## What to produce
From the records that follow, copy every line in which "value" appears.

## Given entries
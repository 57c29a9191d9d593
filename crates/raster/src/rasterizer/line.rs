//! Major-axis line stepper
//!
//! Steps one pixel at a time along whichever axis the line spans further,
//! from the pixel holding one endpoint to the pixel holding the other. The
//! minor coordinate, depth and varyings come from the line parameter at each
//! step's pixel center.

use super::{Bounds, DrawStats, FragmentStage};
use crate::clip;
use crate::error::Result;
use crate::shader::ShaderUnit;
use crate::shader_buffer::ShaderBuffer;
use crate::surface::RenderTarget;

/// Rasterize one window-space segment
///
/// `verts` hold `[x, y, z, 1/w]` in their position slot and varyings
/// premultiplied by `1/w`.
pub(crate) fn draw<T: RenderTarget + ?Sized>(
    target: &mut T,
    fragment: &mut dyn ShaderUnit,
    verts: [&ShaderBuffer; 2],
    stage: &mut FragmentStage,
    bounds: Bounds,
    stats: &mut DrawStats,
) -> Result<()> {
    let p0 = verts[0].vec4_at(0);
    let p1 = verts[1].vec4_at(0);
    let dx = p1[0] - p0[0];
    let dy = p1[1] - p0[1];

    if dx == 0.0 && dy == 0.0 {
        // Collapsed by clipping or projection: keep the nearer endpoint
        let near = if p0[2] <= p1[2] { 0 } else { 1 };
        let p = if near == 0 { p0 } else { p1 };
        let (px, py) = (p[0].floor() as i64, p[1].floor() as i64);
        if bounds.contains(px, py) {
            stage.input.copy_from(verts[near]);
            stage.emit(target, fragment, px, py, p[2], p[3], stats)?;
        }
        return Ok(());
    }

    let x_major = dx.abs() >= dy.abs();
    let (origin, delta, lo, hi) = if x_major {
        (p0[0], dx, bounds.x0, bounds.x1)
    } else {
        (p0[1], dy, bounds.y0, bounds.y1)
    };
    let (a, b) = if x_major { (p0[0], p1[0]) } else { (p0[1], p1[1]) };
    let start = (a.min(b).floor() as i64).max(lo);
    let end = (a.max(b).floor() as i64).min(hi - 1);

    for major in start..=end {
        let t = ((major as f32 + 0.5 - origin) / delta).clamp(0.0, 1.0);
        let (px, py) = if x_major {
            (major, (p0[1] + dy * t).floor() as i64)
        } else {
            ((p0[0] + dx * t).floor() as i64, major)
        };
        if !bounds.contains(px, py) {
            continue;
        }

        clip::lerp(verts[0], verts[1], t, &mut stage.input);
        let z = p0[2] + (p1[2] - p0[2]) * t;
        let inv_w = p0[3] + (p1[3] - p0[3]) * t;
        stage.emit(target, fragment, px, py, z, inv_w, stats)?;
    }
    Ok(())
}

#[cfg(test)]
mod tests {
    use super::*;
    use crate::format::DataFormat;
    use crate::shader::{FnShader, ShaderStatus};
    use crate::surface::SoftwareSurface;

    const FORMATS: [DataFormat; 2] = [DataFormat::VEC4, DataFormat::FLOAT];

    /// Window-space vertex carrying one float varying
    fn vert(x: f32, y: f32, z: f32, value: f32) -> ShaderBuffer {
        let mut b = ShaderBuffer::new(&FORMATS);
        b.write_vec4([x, y, z, 1.0]).unwrap();
        b.write_float(value).unwrap();
        b
    }

    /// Writes the varying into the red channel
    fn shade_varying() -> FnShader {
        FnShader::fragment(vec![DataFormat::VEC4], |_, input, output| {
            input.advance();
            let v = input.read_float()?;
            output.write_vec4([v, 0.0, 0.0, 1.0])?;
            Ok(ShaderStatus::Emit)
        })
    }

    fn stage() -> FragmentStage {
        let mut stage = FragmentStage::new();
        stage.input.set_formats(&FORMATS);
        stage.output.set_formats(&[DataFormat::VEC4]);
        stage
    }

    fn bounds(width: i64, height: i64) -> Bounds {
        Bounds {
            x0: 0,
            y0: 0,
            x1: width,
            y1: height,
        }
    }

    fn lit(surface: &SoftwareSurface) -> Vec<(u32, u32)> {
        let clear = surface.clear_color();
        let mut out = Vec::new();
        for y in 0..4 {
            for x in 0..8 {
                if surface.pixel(x, y) != Some(clear) {
                    out.push((x, y));
                }
            }
        }
        out
    }

    #[test]
    fn test_horizontal_line_steps_along_x() {
        let mut surface = SoftwareSurface::with_size(8, 4);
        let mut shader = shade_varying();
        let mut stats = DrawStats::default();
        let (a, b) = (vert(0.5, 1.5, 0.5, 1.0), vert(5.5, 1.5, 0.5, 1.0));
        draw(
            &mut surface,
            &mut shader,
            [&a, &b],
            &mut stage(),
            bounds(8, 4),
            &mut stats,
        )
        .unwrap();
        assert_eq!(lit(&surface), (0..6).map(|x| (x, 1)).collect::<Vec<_>>());
        assert_eq!(stats.fragments_written, 6);
    }

    #[test]
    fn test_steep_line_steps_along_y() {
        let mut surface = SoftwareSurface::with_size(8, 4);
        let mut shader = shade_varying();
        let mut stats = DrawStats::default();
        let (a, b) = (vert(2.5, 0.5, 0.5, 1.0), vert(3.5, 3.5, 0.5, 1.0));
        draw(
            &mut surface,
            &mut shader,
            [&a, &b],
            &mut stage(),
            bounds(8, 4),
            &mut stats,
        )
        .unwrap();
        // One pixel per row
        assert_eq!(stats.fragments_written, 4);
        let pixels = lit(&surface);
        for row in 0..4 {
            assert_eq!(pixels.iter().filter(|p| p.1 == row).count(), 1);
        }
    }

    #[test]
    fn test_varying_is_interpolated_along_the_line() {
        let mut surface = SoftwareSurface::with_size(8, 4);
        let mut shader = shade_varying();
        let mut stats = DrawStats::default();
        let (a, b) = (vert(0.5, 0.5, 0.5, 0.0), vert(4.5, 0.5, 0.5, 1.0));
        draw(
            &mut surface,
            &mut shader,
            [&a, &b],
            &mut stage(),
            bounds(8, 4),
            &mut stats,
        )
        .unwrap();
        // Red channel ramps 0, 0.25, 0.5, 0.75, 1.0
        let reds: Vec<u32> = (0..5)
            .map(|x| (surface.pixel(x, 0).unwrap() >> 16) & 0xFF)
            .collect();
        assert!(reds.windows(2).all(|w| w[0] < w[1]), "{:?}", reds);
        assert_eq!(reds[0], 0);
        assert_eq!(reds[4], 0xFF);
    }

    #[test]
    fn test_zero_length_line_draws_nearer_endpoint() {
        let mut surface = SoftwareSurface::with_size(8, 4);
        let mut shader = shade_varying();
        let mut stats = DrawStats::default();
        let far = vert(3.25, 2.75, 0.8, 0.0);
        let near = vert(3.25, 2.75, 0.2, 1.0);
        draw(
            &mut surface,
            &mut shader,
            [&far, &near],
            &mut stage(),
            bounds(8, 4),
            &mut stats,
        )
        .unwrap();
        assert_eq!(stats.fragments_written, 1);
        assert_eq!(surface.pixel(3, 2), Some(0xFFFF0000));
    }

    #[test]
    fn test_pixels_outside_bounds_are_skipped() {
        let mut surface = SoftwareSurface::with_size(8, 4);
        let mut shader = shade_varying();
        let mut stats = DrawStats::default();
        // Endpoint sits exactly on the right edge of the surface
        let (a, b) = (vert(4.5, 0.5, 0.5, 1.0), vert(8.0, 0.5, 0.5, 1.0));
        draw(
            &mut surface,
            &mut shader,
            [&a, &b],
            &mut stage(),
            bounds(8, 4),
            &mut stats,
        )
        .unwrap();
        assert_eq!(lit(&surface), vec![(4, 0), (5, 0), (6, 0), (7, 0)]);
    }
}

## Exercise answer
    fn vert(x: f32, y: f32, z: f32, value: f32) -> ShaderBuffer {
        b.write_float(value).unwrap();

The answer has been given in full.